Data to process Start Marker

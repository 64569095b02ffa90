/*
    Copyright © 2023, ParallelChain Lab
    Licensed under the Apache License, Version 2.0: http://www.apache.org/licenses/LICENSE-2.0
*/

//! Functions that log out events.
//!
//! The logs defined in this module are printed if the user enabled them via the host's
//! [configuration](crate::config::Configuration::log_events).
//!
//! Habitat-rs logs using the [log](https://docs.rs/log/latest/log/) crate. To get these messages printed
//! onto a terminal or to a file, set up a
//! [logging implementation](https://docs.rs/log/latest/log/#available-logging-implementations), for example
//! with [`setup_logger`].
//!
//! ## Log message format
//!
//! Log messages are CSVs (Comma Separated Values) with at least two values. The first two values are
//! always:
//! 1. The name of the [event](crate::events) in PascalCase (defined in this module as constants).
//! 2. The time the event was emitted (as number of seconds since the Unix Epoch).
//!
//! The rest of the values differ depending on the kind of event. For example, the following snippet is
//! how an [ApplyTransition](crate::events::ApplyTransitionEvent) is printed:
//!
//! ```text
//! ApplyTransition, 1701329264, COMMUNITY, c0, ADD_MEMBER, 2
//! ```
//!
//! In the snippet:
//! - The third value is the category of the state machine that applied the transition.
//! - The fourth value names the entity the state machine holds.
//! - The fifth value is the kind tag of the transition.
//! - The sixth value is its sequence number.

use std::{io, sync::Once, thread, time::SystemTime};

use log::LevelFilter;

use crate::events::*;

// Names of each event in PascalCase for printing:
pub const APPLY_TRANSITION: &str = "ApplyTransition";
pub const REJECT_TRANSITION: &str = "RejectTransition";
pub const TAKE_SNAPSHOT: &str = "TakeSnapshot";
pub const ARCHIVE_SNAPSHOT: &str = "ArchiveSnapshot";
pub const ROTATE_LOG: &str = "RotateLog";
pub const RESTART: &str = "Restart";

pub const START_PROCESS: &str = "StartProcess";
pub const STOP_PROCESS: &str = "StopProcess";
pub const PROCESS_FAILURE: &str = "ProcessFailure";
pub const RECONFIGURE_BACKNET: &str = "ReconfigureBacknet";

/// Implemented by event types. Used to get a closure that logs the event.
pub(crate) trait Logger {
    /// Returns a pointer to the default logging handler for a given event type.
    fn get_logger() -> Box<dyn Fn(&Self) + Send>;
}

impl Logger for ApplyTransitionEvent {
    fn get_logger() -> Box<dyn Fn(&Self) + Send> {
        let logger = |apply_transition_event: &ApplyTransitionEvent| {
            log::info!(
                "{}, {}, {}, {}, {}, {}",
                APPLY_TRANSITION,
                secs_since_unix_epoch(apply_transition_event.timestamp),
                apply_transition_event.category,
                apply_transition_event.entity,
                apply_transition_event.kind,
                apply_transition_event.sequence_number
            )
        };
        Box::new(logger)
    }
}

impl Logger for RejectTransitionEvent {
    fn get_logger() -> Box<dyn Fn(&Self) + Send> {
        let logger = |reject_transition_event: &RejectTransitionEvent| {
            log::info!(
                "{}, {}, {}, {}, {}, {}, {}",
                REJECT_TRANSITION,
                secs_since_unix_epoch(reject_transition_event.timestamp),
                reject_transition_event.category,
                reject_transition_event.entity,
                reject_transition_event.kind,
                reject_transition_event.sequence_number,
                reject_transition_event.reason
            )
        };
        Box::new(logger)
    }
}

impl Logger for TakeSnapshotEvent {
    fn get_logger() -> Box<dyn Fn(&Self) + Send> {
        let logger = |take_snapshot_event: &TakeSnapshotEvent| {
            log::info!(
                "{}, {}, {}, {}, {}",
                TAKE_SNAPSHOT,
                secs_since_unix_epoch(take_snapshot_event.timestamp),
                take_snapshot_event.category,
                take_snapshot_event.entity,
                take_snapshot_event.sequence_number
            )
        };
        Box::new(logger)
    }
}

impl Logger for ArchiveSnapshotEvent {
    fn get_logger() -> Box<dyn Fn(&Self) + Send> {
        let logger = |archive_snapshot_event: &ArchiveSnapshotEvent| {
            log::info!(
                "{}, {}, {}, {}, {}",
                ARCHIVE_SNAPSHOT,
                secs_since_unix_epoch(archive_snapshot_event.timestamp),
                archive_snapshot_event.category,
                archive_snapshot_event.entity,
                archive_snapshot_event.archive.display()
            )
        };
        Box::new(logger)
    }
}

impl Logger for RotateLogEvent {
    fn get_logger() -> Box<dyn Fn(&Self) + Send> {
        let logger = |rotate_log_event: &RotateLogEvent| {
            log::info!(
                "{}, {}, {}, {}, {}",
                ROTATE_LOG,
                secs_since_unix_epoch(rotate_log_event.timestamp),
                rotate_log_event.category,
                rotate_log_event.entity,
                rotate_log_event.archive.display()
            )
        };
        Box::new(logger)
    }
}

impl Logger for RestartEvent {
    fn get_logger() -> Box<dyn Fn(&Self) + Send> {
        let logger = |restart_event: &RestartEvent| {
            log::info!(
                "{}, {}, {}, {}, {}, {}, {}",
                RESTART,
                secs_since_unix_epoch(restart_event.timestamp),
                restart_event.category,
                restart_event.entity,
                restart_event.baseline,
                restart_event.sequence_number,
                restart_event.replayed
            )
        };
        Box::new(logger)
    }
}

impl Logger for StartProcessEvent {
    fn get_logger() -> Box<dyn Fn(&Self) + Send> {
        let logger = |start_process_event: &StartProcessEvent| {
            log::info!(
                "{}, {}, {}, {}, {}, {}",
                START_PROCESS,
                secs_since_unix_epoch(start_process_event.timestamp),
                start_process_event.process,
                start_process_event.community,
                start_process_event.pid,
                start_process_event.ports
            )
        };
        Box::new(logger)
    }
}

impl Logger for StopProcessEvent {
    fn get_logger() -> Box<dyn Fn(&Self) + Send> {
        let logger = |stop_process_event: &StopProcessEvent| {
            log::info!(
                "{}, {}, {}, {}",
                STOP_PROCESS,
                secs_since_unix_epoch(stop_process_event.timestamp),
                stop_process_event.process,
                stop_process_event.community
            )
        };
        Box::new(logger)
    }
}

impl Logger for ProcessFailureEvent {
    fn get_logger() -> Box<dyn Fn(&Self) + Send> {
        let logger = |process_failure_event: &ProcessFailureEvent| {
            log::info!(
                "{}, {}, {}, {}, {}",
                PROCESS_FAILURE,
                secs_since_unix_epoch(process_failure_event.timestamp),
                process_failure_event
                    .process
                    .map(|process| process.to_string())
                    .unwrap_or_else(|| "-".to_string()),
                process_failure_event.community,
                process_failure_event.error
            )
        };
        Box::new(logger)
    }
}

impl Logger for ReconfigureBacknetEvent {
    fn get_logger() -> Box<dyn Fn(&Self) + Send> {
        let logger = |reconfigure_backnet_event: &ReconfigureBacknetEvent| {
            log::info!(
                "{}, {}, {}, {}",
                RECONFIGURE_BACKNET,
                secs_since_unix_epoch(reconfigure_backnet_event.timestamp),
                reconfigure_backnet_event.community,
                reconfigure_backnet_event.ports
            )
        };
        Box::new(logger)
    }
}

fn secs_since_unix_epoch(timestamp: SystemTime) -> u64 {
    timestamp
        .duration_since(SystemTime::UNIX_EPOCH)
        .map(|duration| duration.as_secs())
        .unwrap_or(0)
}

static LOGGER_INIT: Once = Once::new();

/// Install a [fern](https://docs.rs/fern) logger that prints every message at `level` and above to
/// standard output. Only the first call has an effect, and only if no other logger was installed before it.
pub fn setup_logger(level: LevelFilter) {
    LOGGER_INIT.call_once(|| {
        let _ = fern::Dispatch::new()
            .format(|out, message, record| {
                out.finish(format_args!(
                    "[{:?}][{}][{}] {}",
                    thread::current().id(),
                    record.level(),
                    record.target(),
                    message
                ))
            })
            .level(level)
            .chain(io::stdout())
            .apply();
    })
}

Data to process End Marker
Data to process Start Marker

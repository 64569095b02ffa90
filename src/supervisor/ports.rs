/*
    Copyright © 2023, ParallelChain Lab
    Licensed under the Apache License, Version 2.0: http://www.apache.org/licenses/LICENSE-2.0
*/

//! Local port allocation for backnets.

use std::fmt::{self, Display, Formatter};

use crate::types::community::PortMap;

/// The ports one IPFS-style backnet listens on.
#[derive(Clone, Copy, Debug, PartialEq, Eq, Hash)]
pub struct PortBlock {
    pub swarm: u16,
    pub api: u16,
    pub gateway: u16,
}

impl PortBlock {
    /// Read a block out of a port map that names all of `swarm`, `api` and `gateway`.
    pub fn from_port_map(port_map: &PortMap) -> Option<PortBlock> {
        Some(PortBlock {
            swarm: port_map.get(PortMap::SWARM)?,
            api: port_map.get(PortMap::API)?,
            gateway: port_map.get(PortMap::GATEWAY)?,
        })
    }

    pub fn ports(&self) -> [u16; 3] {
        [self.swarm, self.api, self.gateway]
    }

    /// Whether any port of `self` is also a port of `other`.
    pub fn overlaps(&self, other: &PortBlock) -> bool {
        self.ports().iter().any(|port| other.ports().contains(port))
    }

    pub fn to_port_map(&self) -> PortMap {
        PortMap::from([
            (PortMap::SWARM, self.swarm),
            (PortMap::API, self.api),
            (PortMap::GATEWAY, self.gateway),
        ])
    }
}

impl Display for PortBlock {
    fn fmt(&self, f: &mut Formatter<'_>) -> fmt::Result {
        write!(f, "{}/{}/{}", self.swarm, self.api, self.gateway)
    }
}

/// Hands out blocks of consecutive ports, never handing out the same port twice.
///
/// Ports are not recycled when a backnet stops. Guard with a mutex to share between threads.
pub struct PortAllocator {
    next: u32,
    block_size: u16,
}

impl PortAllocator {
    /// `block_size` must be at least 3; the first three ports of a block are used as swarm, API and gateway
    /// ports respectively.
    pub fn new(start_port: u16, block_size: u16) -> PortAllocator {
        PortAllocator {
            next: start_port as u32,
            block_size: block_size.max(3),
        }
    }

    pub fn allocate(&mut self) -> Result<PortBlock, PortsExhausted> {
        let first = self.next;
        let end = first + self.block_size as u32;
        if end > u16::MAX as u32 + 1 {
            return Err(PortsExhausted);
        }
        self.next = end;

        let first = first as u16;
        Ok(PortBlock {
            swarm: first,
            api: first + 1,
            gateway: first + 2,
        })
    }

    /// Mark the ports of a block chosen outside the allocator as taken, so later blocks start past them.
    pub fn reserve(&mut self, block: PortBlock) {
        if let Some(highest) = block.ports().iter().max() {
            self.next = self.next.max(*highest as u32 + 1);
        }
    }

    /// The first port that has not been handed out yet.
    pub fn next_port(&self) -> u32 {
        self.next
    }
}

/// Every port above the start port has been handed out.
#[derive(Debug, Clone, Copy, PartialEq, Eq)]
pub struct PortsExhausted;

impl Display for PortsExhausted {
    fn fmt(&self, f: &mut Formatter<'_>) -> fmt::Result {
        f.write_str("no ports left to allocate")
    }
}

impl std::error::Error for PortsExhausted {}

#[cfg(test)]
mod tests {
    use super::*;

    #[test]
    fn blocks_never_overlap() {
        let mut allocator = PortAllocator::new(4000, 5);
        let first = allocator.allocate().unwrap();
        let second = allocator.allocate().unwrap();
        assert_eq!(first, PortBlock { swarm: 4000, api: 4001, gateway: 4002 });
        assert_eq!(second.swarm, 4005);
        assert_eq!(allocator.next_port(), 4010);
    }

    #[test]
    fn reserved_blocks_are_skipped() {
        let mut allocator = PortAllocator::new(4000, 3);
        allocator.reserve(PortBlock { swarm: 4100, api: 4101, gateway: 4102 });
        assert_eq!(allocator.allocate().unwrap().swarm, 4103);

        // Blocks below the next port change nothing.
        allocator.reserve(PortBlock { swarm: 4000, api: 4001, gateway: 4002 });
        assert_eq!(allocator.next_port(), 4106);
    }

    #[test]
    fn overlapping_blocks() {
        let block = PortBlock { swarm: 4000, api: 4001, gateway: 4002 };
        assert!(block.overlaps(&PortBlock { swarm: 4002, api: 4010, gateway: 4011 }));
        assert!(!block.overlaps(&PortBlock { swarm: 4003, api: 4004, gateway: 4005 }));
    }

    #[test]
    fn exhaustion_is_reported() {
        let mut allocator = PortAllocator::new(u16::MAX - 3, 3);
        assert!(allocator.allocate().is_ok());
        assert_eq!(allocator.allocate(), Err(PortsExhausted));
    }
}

Data to process End Marker
Data to process Start Marker

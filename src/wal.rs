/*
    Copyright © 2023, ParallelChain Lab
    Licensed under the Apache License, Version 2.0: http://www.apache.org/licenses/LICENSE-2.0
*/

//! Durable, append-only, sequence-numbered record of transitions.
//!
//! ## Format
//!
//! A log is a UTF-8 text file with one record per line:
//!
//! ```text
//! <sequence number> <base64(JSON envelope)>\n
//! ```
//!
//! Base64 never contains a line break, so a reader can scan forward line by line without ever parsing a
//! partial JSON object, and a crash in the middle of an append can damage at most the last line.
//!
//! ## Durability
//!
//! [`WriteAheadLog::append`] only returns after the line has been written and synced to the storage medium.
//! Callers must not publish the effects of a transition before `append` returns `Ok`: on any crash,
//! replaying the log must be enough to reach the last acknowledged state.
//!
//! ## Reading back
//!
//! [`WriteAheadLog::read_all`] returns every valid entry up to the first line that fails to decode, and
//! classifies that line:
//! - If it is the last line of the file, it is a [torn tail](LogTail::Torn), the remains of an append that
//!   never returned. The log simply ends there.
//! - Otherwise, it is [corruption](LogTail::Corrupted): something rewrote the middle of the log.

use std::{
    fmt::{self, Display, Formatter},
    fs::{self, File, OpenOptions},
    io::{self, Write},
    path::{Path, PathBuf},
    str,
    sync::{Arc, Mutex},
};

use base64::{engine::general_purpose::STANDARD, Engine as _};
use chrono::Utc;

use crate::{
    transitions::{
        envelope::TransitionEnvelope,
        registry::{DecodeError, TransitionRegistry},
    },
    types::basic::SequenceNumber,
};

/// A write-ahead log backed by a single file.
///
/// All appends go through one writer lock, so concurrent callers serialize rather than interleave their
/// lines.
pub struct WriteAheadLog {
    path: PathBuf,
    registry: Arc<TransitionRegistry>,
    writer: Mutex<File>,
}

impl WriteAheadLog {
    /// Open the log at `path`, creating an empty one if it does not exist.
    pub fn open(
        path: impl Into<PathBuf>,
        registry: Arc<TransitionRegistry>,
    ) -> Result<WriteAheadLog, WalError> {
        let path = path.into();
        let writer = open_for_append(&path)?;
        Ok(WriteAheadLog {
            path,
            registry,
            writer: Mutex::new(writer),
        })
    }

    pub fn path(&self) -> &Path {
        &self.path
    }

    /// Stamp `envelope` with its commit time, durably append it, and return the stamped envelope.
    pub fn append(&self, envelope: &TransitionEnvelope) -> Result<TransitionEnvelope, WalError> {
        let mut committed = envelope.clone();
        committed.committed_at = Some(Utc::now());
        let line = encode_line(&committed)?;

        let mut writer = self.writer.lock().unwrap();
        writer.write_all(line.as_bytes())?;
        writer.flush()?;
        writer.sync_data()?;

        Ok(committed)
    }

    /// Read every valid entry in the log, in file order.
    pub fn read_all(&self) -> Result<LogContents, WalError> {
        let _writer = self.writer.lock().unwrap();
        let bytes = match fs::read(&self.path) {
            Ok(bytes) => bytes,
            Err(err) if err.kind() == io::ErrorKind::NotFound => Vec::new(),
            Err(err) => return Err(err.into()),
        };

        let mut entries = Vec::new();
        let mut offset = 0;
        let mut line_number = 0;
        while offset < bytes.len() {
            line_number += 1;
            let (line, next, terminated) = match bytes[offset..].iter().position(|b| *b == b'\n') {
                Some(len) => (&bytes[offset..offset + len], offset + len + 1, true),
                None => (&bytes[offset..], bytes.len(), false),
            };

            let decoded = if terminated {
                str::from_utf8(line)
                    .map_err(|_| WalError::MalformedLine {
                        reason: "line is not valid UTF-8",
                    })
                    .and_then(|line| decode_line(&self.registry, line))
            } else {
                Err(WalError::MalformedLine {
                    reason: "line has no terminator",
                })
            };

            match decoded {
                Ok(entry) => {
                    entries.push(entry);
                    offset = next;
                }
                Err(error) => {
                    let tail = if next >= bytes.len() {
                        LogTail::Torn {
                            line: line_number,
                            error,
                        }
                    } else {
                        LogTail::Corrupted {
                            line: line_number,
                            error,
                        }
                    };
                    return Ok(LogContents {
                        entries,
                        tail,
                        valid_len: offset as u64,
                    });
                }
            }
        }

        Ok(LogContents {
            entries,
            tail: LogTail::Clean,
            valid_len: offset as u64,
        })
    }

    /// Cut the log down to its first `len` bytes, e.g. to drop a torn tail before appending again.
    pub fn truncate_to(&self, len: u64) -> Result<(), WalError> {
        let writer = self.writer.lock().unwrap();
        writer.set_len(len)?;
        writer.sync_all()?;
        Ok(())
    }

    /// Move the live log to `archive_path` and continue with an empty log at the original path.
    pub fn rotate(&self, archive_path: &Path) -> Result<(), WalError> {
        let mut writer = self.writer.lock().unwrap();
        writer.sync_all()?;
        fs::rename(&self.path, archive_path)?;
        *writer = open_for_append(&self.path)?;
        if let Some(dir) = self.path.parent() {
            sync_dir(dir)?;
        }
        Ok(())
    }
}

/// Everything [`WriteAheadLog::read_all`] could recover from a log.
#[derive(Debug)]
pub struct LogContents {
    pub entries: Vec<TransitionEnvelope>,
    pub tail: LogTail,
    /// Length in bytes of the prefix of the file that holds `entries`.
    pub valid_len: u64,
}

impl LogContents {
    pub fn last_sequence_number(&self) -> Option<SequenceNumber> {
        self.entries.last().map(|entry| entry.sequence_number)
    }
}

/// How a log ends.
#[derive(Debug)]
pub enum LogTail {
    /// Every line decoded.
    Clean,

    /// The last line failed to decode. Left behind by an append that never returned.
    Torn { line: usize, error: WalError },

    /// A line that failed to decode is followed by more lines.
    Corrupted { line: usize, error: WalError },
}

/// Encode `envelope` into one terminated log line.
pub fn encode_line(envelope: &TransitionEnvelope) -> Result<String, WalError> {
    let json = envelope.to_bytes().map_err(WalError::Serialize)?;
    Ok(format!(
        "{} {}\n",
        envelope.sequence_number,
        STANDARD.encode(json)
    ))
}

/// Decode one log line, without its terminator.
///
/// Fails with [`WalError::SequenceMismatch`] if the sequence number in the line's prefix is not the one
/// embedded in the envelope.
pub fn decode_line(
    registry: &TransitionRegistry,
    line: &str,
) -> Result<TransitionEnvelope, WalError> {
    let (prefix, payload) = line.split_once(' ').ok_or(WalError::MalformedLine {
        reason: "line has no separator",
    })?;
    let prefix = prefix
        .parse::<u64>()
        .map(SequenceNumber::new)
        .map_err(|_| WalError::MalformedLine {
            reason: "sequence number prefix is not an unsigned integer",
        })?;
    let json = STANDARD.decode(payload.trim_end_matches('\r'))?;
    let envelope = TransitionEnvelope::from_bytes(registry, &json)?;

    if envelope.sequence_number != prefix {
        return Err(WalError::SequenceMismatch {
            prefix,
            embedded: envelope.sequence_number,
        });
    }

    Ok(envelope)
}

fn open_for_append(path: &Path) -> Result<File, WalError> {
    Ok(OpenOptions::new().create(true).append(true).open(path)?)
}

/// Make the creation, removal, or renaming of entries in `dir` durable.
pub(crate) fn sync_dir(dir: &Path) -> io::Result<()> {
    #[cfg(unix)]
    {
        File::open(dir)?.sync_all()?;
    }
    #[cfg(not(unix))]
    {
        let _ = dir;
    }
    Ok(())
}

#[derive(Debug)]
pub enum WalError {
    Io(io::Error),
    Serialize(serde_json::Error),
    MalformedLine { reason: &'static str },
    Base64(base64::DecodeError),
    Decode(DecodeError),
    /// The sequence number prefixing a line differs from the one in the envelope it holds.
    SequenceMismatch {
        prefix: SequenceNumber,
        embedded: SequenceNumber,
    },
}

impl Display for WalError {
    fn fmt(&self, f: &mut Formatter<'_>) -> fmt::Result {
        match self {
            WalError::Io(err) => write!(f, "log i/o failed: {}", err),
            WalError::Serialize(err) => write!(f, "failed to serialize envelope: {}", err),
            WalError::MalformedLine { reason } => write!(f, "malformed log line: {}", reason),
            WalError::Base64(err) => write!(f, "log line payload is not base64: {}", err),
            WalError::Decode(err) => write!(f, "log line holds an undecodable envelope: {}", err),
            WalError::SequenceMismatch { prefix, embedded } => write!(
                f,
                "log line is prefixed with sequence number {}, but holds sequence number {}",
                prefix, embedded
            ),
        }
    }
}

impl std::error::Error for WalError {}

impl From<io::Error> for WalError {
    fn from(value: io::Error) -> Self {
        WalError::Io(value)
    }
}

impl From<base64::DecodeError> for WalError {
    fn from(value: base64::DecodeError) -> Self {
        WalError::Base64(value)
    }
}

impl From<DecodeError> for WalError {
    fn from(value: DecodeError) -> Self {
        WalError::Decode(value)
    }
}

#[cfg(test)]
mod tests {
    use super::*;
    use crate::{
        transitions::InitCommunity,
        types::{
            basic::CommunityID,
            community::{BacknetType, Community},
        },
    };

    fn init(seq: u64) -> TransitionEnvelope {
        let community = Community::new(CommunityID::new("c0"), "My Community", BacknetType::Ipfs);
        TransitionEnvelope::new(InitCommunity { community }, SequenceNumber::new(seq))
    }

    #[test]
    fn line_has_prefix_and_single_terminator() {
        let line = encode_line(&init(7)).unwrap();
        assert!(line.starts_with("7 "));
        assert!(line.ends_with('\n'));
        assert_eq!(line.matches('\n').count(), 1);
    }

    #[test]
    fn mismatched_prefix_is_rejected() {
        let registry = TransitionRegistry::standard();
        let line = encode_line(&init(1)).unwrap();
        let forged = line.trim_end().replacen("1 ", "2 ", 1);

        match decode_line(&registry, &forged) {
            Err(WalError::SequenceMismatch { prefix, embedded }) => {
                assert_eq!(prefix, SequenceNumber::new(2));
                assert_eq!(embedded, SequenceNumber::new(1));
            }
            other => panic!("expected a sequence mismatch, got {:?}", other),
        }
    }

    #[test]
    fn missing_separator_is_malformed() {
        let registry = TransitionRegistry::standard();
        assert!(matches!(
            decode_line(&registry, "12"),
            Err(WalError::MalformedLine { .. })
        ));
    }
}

Data to process End Marker

*Aim of the exercise*.
Check which lines of the entries hold the word "highest", then please give only how many there are.

*Written response*.
2